═══ Source material ═══

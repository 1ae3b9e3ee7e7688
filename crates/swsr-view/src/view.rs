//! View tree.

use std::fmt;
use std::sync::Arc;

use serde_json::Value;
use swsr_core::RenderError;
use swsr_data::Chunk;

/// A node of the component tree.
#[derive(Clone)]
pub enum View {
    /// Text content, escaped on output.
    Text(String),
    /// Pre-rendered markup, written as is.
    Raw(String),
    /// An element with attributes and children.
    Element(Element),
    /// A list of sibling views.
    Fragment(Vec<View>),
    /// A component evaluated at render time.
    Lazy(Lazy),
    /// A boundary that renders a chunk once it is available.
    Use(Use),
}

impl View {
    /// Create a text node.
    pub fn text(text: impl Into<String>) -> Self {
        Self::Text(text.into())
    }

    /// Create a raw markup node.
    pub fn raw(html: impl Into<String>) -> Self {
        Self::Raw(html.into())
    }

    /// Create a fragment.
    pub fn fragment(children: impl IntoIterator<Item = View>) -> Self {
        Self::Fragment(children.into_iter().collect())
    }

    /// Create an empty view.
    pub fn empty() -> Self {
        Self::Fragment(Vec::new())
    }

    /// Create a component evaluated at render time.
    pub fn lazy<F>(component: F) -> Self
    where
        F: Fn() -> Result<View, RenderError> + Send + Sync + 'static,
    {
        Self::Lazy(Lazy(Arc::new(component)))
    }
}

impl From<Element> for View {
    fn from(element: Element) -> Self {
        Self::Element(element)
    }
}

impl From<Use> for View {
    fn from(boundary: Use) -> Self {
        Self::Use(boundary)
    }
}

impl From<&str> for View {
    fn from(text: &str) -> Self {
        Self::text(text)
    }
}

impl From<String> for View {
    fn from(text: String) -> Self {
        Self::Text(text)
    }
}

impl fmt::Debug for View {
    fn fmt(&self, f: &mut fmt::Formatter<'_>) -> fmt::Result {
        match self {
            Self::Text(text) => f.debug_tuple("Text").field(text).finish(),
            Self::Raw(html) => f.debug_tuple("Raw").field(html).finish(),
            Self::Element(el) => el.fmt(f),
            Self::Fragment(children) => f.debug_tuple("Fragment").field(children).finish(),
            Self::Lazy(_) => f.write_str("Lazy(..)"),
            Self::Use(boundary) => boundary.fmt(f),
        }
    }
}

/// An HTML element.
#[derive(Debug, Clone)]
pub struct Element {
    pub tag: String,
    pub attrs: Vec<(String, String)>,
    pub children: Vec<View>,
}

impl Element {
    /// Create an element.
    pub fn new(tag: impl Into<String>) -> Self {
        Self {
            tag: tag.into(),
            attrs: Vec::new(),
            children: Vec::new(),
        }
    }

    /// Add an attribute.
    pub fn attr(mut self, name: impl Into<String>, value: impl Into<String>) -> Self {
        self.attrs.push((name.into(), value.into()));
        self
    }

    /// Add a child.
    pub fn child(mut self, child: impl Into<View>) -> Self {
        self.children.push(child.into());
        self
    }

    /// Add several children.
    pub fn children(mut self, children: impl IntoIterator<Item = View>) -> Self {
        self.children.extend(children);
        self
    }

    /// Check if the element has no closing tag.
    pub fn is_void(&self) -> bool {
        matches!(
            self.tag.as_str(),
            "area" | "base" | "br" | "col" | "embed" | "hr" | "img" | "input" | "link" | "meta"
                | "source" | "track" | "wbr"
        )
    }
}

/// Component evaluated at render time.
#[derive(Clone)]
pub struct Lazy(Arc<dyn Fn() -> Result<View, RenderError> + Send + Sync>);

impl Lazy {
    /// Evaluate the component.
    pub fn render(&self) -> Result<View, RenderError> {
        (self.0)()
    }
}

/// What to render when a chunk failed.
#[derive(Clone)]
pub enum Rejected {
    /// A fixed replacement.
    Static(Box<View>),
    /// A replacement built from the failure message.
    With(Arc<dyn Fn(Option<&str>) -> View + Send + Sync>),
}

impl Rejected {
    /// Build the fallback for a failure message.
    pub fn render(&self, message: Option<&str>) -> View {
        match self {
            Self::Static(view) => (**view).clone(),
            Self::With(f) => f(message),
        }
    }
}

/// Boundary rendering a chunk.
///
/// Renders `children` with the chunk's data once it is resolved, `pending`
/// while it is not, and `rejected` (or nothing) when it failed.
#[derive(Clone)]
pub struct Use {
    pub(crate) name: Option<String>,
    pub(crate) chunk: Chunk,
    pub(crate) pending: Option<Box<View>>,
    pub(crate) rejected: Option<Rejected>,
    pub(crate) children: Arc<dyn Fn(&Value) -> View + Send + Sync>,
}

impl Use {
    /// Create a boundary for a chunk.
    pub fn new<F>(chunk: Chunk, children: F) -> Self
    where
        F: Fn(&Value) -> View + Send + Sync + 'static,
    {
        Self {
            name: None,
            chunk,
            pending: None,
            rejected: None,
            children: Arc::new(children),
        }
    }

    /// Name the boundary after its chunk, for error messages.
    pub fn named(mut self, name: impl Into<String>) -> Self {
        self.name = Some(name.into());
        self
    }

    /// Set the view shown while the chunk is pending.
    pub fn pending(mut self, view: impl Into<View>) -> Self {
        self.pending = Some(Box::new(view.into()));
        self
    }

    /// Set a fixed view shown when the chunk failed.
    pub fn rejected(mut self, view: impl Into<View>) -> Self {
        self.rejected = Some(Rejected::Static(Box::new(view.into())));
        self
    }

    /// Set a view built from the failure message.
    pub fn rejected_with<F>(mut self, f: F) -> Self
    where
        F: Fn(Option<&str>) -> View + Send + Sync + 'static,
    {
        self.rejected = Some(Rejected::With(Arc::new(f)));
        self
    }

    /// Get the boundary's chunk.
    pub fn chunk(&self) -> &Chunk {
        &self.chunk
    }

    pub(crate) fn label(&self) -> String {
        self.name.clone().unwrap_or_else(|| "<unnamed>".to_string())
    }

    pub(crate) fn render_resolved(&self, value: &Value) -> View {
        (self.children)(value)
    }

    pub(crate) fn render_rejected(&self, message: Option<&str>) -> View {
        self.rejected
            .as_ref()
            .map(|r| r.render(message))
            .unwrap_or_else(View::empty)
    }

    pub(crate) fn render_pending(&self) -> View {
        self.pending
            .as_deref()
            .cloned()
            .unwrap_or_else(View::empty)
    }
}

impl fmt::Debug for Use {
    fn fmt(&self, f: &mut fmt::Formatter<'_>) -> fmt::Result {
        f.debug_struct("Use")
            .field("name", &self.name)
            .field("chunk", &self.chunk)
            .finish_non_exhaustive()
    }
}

═══
═══ Source material ═══

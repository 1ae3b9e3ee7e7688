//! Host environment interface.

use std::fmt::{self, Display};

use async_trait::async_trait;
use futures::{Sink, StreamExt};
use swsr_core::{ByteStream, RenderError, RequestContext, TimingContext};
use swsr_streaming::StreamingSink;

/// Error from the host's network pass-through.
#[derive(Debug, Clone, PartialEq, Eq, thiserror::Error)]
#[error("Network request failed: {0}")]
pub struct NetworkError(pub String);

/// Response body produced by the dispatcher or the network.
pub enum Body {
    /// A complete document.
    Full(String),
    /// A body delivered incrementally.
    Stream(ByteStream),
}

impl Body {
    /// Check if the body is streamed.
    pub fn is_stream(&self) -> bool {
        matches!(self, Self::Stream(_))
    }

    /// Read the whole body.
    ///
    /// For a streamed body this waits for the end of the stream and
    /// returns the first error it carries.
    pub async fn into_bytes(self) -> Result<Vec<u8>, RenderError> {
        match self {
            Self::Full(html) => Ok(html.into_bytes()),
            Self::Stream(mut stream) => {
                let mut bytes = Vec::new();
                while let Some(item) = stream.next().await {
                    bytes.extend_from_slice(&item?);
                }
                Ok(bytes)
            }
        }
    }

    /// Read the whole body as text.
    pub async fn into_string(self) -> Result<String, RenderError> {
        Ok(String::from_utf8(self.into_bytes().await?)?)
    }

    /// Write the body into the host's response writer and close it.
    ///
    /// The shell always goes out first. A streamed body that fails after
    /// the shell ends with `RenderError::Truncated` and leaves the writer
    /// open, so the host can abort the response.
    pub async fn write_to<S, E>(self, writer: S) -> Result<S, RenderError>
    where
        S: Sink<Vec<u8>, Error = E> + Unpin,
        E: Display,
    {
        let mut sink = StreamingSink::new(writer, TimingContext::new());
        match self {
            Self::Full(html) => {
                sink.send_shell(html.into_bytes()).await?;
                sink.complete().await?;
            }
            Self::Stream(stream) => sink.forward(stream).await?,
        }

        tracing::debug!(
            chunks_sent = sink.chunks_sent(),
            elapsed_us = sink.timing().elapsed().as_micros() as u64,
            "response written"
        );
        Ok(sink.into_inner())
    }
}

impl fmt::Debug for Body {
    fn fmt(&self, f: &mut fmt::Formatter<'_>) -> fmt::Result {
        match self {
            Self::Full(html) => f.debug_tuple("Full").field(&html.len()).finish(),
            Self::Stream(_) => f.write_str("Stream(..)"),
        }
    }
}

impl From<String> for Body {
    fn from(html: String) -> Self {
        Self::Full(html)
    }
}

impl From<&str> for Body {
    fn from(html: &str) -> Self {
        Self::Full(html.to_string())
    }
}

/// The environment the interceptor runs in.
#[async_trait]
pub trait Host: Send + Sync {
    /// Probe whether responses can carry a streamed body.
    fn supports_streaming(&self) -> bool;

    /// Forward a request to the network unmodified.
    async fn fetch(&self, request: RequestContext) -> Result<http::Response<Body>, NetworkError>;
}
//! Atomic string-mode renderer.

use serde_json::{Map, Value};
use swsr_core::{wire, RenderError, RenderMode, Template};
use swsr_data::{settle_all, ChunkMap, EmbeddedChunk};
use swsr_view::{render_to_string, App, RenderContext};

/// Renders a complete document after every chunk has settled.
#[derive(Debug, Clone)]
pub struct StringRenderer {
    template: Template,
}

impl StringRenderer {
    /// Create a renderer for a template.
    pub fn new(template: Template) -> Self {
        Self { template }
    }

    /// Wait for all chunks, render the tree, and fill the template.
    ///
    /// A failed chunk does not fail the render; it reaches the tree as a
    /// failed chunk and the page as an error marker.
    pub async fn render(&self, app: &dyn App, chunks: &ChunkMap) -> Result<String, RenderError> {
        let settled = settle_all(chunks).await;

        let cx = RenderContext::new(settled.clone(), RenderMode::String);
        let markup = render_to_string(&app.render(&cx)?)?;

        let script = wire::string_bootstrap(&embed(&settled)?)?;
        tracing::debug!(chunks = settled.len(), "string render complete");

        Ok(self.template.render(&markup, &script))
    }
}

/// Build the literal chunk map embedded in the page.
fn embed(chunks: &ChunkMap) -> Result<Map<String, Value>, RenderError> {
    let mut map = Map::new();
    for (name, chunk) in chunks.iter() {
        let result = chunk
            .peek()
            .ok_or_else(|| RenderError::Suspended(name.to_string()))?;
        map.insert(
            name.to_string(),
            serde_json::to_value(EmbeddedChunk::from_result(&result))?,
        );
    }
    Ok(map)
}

═══

*What is required*
Starting at the line with "pub fn new(tag: impl" and ending at the line with "self.attrs.push((name.into(), value.into()));", print each line of the listing above exactly, with no other lines.

*Result of this task*
    pub fn new(tag: impl Into<String>) -> Self {
        Self {
            tag: tag.into(),
            attrs: Vec::new(),
            children: Vec::new(),
        }
    }

    /// Add an attribute.
    pub fn attr(mut self, name: impl Into<String>, value: impl Into<String>) -> Self {
        self.attrs.push((name.into(), value.into()));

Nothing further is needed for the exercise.